* **Try it**
Give again, word for word, every line below from the one that has "of the check." through the one that has "surfaces are allowed.", both included, and no others.

* **Recorded information**

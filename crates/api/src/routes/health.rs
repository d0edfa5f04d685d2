//! Health check endpoint.

use axum::Json;
use chrono::Utc;
use serde::Serialize;

/// Health check response body.
#[derive(Debug, Serialize)]
pub struct HealthResponse {
    /// Always `"ok"` while the server is running.
    pub status: &'static str,
    /// Server time at the moment of the check.
    pub timestamp: chrono::DateTime<Utc>,
}

/// Liveness health check.
///
/// Unauthenticated and unconditional; does not touch dependencies.
pub async fn health() -> Json<HealthResponse> {
    Json(HealthResponse {
        status: "ok",
        timestamp: Utc::now(),
    })
}
//! The authorization guard: session token in, authorization context out.
//!
//! Resolution is read-only and re-derives everything from current state:
//! the session proves who is calling, but store and role come from the user
//! row at resolution time, never from the session. A role or store change
//! therefore takes effect on the user's next request.

use sqlx::PgPool;

use postkasir_core::SessionToken;

use crate::db::{RepositoryError, SessionRepository, UserRepository};
use crate::models::{AuthContext, CurrentUser};

/// Reasons the guard refuses to produce an [`AuthContext`].
#[derive(Debug, thiserror::Error)]
pub enum GuardError {
    /// Token missing, malformed, not found, or expired.
    #[error("unauthenticated")]
    Unauthenticated,

    /// User has no store assigned; only profile completion is allowed.
    #[error("user has no store assigned")]
    Unprovisioned,

    /// User is not approved; only the holding surfaces are allowed.
    #[error("user is awaiting approval")]
    PendingApproval,

    /// Repository/database error.
    #[error("database error: {0}")]
    Repository(#[from] RepositoryError),
}

/// Resolves inbound session tokens to authorization contexts.
pub struct AuthorizationGuard<'a> {
    sessions: SessionRepository<'a>,
    users: UserRepository<'a>,
}

impl<'a> AuthorizationGuard<'a> {
    /// Create a new guard over the given pool.
    #[must_use]
    pub const fn new(pool: &'a PgPool) -> Self {
        Self {
            sessions: SessionRepository::new(pool),
            users: UserRepository::new(pool),
        }
    }

    /// Resolve a token to a full authorization context.
    ///
    /// # Errors
    ///
    /// - [`GuardError::Unauthenticated`] - session not found or expired, or
    ///   its user no longer exists.
    /// - [`GuardError::Unprovisioned`] - the user has no store assigned.
    /// - [`GuardError::PendingApproval`] - the user is not approved.
    pub async fn resolve(&self, token: &SessionToken) -> Result<AuthContext, GuardError> {
        let user = self.resolve_user(token).await?;

        let Some(store_id) = user.store_id else {
            return Err(GuardError::Unprovisioned);
        };

        if user.approval_status != postkasir_core::ApprovalStatus::Approved {
            return Err(GuardError::PendingApproval);
        }

        Ok(AuthContext {
            user_id: user.id,
            store_id,
            role: user.role,
        })
    }

    /// Resolve a token to the session's user without provisioning or
    /// approval checks.
    ///
    /// Serves only the holding surfaces (`/auth/me`, logout, profile
    /// completion) where a pending or unprovisioned user is allowed.
    ///
    /// # Errors
    ///
    /// Returns [`GuardError::Unauthenticated`] if the session is missing,
    /// expired, or its user no longer exists.
    pub async fn resolve_session_user(
        &self,
        token: &SessionToken,
    ) -> Result<CurrentUser, GuardError> {
        let user = self.resolve_user(token).await?;
        Ok(CurrentUser::from(&user))
    }

    async fn resolve_user(&self, token: &SessionToken) -> Result<crate::models::User, GuardError> {
        let session = self
            .sessions
            .lookup(token)
            .await?
            .ok_or(GuardError::Unauthenticated)?;

        // A session whose user row is gone authenticates nothing
        self.users
            .get_by_id(session.user_id)
            .await?
            .ok_or(GuardError::Unauthenticated)
    }
}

* **Solved problem**
    /// Server time at the moment of the check.
    pub timestamp: chrono::DateTime<Utc>,
}

/// Liveness health check.
///
/// Unauthenticated and unconditional; does not touch dependencies.
pub async fn health() -> Json<HealthResponse> {
    Json(HealthResponse {
        status: "ok",
        timestamp: Utc::now(),
    })
}
//! The authorization guard: session token in, authorization context out.
//!
//! Resolution is read-only and re-derives everything from current state:
//! the session proves who is calling, but store and role come from the user
//! row at resolution time, never from the session. A role or store change
//! therefore takes effect on the user's next request.

use sqlx::PgPool;

use postkasir_core::SessionToken;

use crate::db::{RepositoryError, SessionRepository, UserRepository};
use crate::models::{AuthContext, CurrentUser};

/// Reasons the guard refuses to produce an [`AuthContext`].
#[derive(Debug, thiserror::Error)]
pub enum GuardError {
    /// Token missing, malformed, not found, or expired.
    #[error("unauthenticated")]
    Unauthenticated,

    /// User has no store assigned; only profile completion is allowed.
    #[error("user has no store assigned")]
    Unprovisioned,

    /// User is not approved; only the holding surfaces are allowed.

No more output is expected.